Behind her, the Dowager continued to squeeze her memory. Yes. The first wife had claimed the Dapifer estates back after Sir Philip died on the grounds that the divorce had not been legal. The scandal sheets were full of it at the time. And then she and her lover had frittered the lands away and somehow—the details were hazy— this second wife had got them back. Now, poor thing, she'd lost her daughter.
The commissioner's finger was approaching the end of the list.
‘No, no,' he said, ‘I'm sorry . . .' He turned a page. ‘Wait now, here's something. Supercargo.'
Yes, Makepeace thought, please.
Please
.
Mr Commissioner Powell tilted his book to see the page better. ‘ “Supercargo, American. Two . . .” ' he read, ‘ “one female, one ship's boy. Released June the seventh.” ' He looked up, smiling as if he had not just turned the screw to the rack's limit. ‘There we are then.'
The Dowager took a hand. ‘Names?' she suggested. ‘Ages? Location? Are such people let go to wander as they may when they arrive on these shores? A child? In this case, possibly two children?'
‘Well.' Mr Powell blew out his lips; some people refused to be satisfied. ‘It just says “supercargo” yere. I agree with your ladyship, the names should be on the list but when a captain's engaged with the enemy . . . and by rights, supercargo's not our concern, there's charities to deal with them, we got enough with prisoners. I'm sorry I can't tell you more, Mrs Hedley. Perhaps there's some record in Plymouth.'
She felt helpless before the world's oppression, but while there was a crack of hope in it, she had to go on. ‘Plymouth then, Oliver,' she said.
He nodded and took her arm.
As Mr Powell opened the door for them, the Dowager was moved to say: ‘Have you a conveyance, Mrs Hedley . . . ?' It was kindly meant; the Dowager was a kind woman and, had the answer been no, would have gone on to offer the coach in which she had travelled from Chantries. However, her accustomed languid tone fell on Makepeace's ears as condescension.

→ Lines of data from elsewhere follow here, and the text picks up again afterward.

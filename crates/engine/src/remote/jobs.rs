use reqwest::Method;
use runway_api::{ServiceClient, ServiceKind};
use runway_types::{SqlQuery, Step};
use serde_json::{Value, json};

use super::{call, unbuildable};
use crate::collaborators::{JobService, PollRequest, RemoteStepHandle, StepProgress, SubmitRequest};
use crate::error::RemoteError;

/// Where a service's in-flight steps are tracked.
#[derive(Debug, Clone, Copy)]
struct Tracking {
    service: ServiceKind,
    progress: &'static str,
    results: &'static str,
}

const SQL_TRACKING: Tracking = Tracking {
    service: ServiceKind::Sql,
    progress: "/progress",
    results: "/results",
};

/// Code jobs and data jobs both run on the cluster's job coordinator.
const ASYNC_JOB_TRACKING: Tracking = Tracking {
    service: ServiceKind::CodeJobs,
    progress: "/spark/job/async/progress",
    results: "/spark/job/async/results",
};

/// Every in-flight step, queries included, is cancelled through the job coordinator.
const CANCEL_SERVICE: ServiceKind = ServiceKind::CodeJobs;
const CANCEL_PATH: &str = "/spark/job/async/cancel";

/// [`JobService`] over HTTP.
///
/// Submission goes to the service that owns the step kind; progress and
/// results go to wherever that kind is tracked. Data jobs are submitted to
/// the data-job service but tracked on the code-job service.
///
/// Services read submissions as form fields, with the step options as a
/// JSON-encoded `options` field. The idempotency key travels as a header.
#[derive(Debug, Clone)]
pub struct HttpJobService {
    client: ServiceClient,
    submit_to: ServiceKind,
    tracking: Tracking,
}

impl HttpJobService {
    pub fn sql(client: ServiceClient) -> Self {
        Self {
            client,
            submit_to: ServiceKind::Sql,
            tracking: SQL_TRACKING,
        }
    }

    pub fn code_jobs(client: ServiceClient) -> Self {
        Self {
            client,
            submit_to: ServiceKind::CodeJobs,
            tracking: ASYNC_JOB_TRACKING,
        }
    }

    pub fn data_jobs(client: ServiceClient) -> Self {
        Self {
            client,
            submit_to: ServiceKind::DataJobs,
            tracking: ASYNC_JOB_TRACKING,
        }
    }

    fn submit_path(step: &Step) -> String {
        match step {
            Step::Sql(sql) => match &sql.query {
                SqlQuery::Saved(id) => format!("/query/{id}/run"),
                SqlQuery::Adhoc(_) => "/sql".to_string(),
            },
            Step::CodeJob(job) => format!("/job/{}/run", job.job_id),
            Step::DataJob(job) => format!("/datajob/{}/run", job.datajob_id),
        }
    }

    fn submit_form(request: &SubmitRequest) -> Vec<(&'static str, String)> {
        let mut form = Vec::with_capacity(5);
        if let Step::Sql(sql) = &request.step
            && let SqlQuery::Adhoc(query) = &sql.query
        {
            form.push(("query", query.clone()));
        }
        form.push(("cluster", request.cluster.clone()));
        form.push(("account", request.account.to_string()));
        form.push(("user", request.user.to_string()));
        form.push(("options", Value::Object(request.options.clone()).to_string()));
        form
    }

    fn tracked(&self, method: Method, path: &str, query: &[(&str, String)]) -> Result<reqwest::RequestBuilder, RemoteError> {
        let service = self.tracking.service;
        Ok(self
            .client
            .request(service, method, path)
            .map_err(|error| unbuildable(service, error))?
            .query(query))
    }
}

fn tracking_query(request: &PollRequest, with_cluster: bool) -> Vec<(&'static str, String)> {
    let mut query = Vec::with_capacity(4);
    if with_cluster {
        query.push(("cluster", request.cluster.clone()));
    }
    query.push(("account", request.account.to_string()));
    query.push(("user", request.user.to_string()));
    query.push(("handle", request.remote.to_string()));
    query
}

/// Remote handles arrive as strings or bare numbers.
fn remote_handle(document: &Value) -> Result<RemoteStepHandle, RemoteError> {
    match document.get("handle") {
        Some(Value::String(handle)) if !handle.is_empty() => Ok(RemoteStepHandle(handle.clone())),
        Some(Value::Number(handle)) => Ok(RemoteStepHandle(handle.to_string())),
        _ => Err(RemoteError::status(200, json!({ "error": "submission response carried no handle" }).to_string())),
    }
}

#[async_trait::async_trait]
impl JobService for HttpJobService {
    async fn submit(&self, request: &SubmitRequest) -> Result<RemoteStepHandle, RemoteError> {
        let builder = self
            .client
            .request(self.submit_to, Method::POST, &Self::submit_path(&request.step))
            .map_err(|error| unbuildable(self.submit_to, error))?
            .header("Idempotency-Key", &request.idempotency_key)
            .form(&Self::submit_form(request));
        let document = call(self.submit_to, builder).await?;
        remote_handle(&document)
    }

    async fn poll_progress(&self, request: &PollRequest) -> Result<StepProgress, RemoteError> {
        let builder = self.tracked(Method::GET, self.tracking.progress, &tracking_query(request, true))?;
        let progress = call(self.tracking.service, builder).await?;
        let Some(running) = progress.get("running").and_then(Value::as_bool) else {
            return Err(RemoteError::status(200, progress.to_string()));
        };
        Ok(StepProgress { running, progress })
    }

    async fn fetch_result(&self, request: &PollRequest) -> Result<Value, RemoteError> {
        let builder = self.tracked(Method::GET, self.tracking.results, &tracking_query(request, false))?;
        call(self.tracking.service, builder).await
    }

    async fn cancel(&self, request: &PollRequest) -> Result<(), RemoteError> {
        let builder = self
            .client
            .request(CANCEL_SERVICE, Method::POST, CANCEL_PATH)
            .map_err(|error| unbuildable(CANCEL_SERVICE, error))?
            .form(&tracking_query(request, true));
        call(CANCEL_SERVICE, builder).await.map(|_| ())
    }
}

#[cfg(test)]
mod tests {
    use super::*;
    use runway_types::{AccountId, CodeJobStep, DataDirection, DataJobStep, SqlStep, StepOptions, UserId};

    fn request(step: Step) -> SubmitRequest {
        let mut options = StepOptions::new();
        options.insert("limit".into(), json!(5));
        SubmitRequest {
            account: AccountId(1),
            user: UserId(2),
            cluster: "etl".into(),
            step,
            options,
            idempotency_key: "run:0".into(),
        }
    }

    #[test]
    fn submit_paths_follow_step_kind() {
        let saved = Step::Sql(SqlStep {
            query: SqlQuery::Saved(12),
            options: StepOptions::new(),
        });
        let job = Step::CodeJob(CodeJobStep {
            job_id: 7,
            options: StepOptions::new(),
        });
        let import = Step::DataJob(DataJobStep {
            datajob_id: 3,
            direction: DataDirection::Import,
            options: StepOptions::new(),
        });
        assert_eq!(HttpJobService::submit_path(&saved), "/query/12/run");
        assert_eq!(HttpJobService::submit_path(&job), "/job/7/run");
        assert_eq!(HttpJobService::submit_path(&import), "/datajob/3/run");
    }

    #[test]
    fn adhoc_sql_travels_as_form_fields() {
        let submit = request(Step::Sql(SqlStep {
            query: SqlQuery::Adhoc("select 1".into()),
            options: StepOptions::new(),
        }));
        let form = HttpJobService::submit_form(&submit);
        assert_eq!(
            form,
            vec![
                ("query", "select 1".to_string()),
                ("cluster", "etl".to_string()),
                ("account", "1".to_string()),
                ("user", "2".to_string()),
                ("options", r#"{"limit":5}"#.to_string()),
            ]
        );
        assert!(form.iter().all(|(name, _)| *name != "idempotencyKey"));
        assert_eq!(HttpJobService::submit_path(&submit.step), "/sql");
    }

    #[test]
    fn handles_may_be_numeric() {
        assert_eq!(remote_handle(&json!({"handle": 42})).unwrap(), RemoteStepHandle("42".into()));
        assert!(remote_handle(&json!({"status": "ok"})).is_err());
    }
}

For the first time Makepeace became fully aware of the woman who'd been sitting behind her, listening to her misery. She was tall, elegant and, from what could be distinguished beneath the veil, beautiful. But she also looked disdainful and belonged to a class that, with one or two exceptions, had always treated her, Makepeace, like a squaw wandered into its midst with a tomahawk. She represented a female set which, during her first marriage, had patronized her, belittled her and, when she'd been brought low after Philip's death, had not lifted one of its beringed fingers to help her.
She stiffened. She said: ‘I got my own coach, thank you.' There was no gratitude in her voice. She went out.
Yes, well.
The Dowager crossed to the table, sat down and picked up the fan that Oliver had left on the table, also without thanks. What else could one expect of the low-born?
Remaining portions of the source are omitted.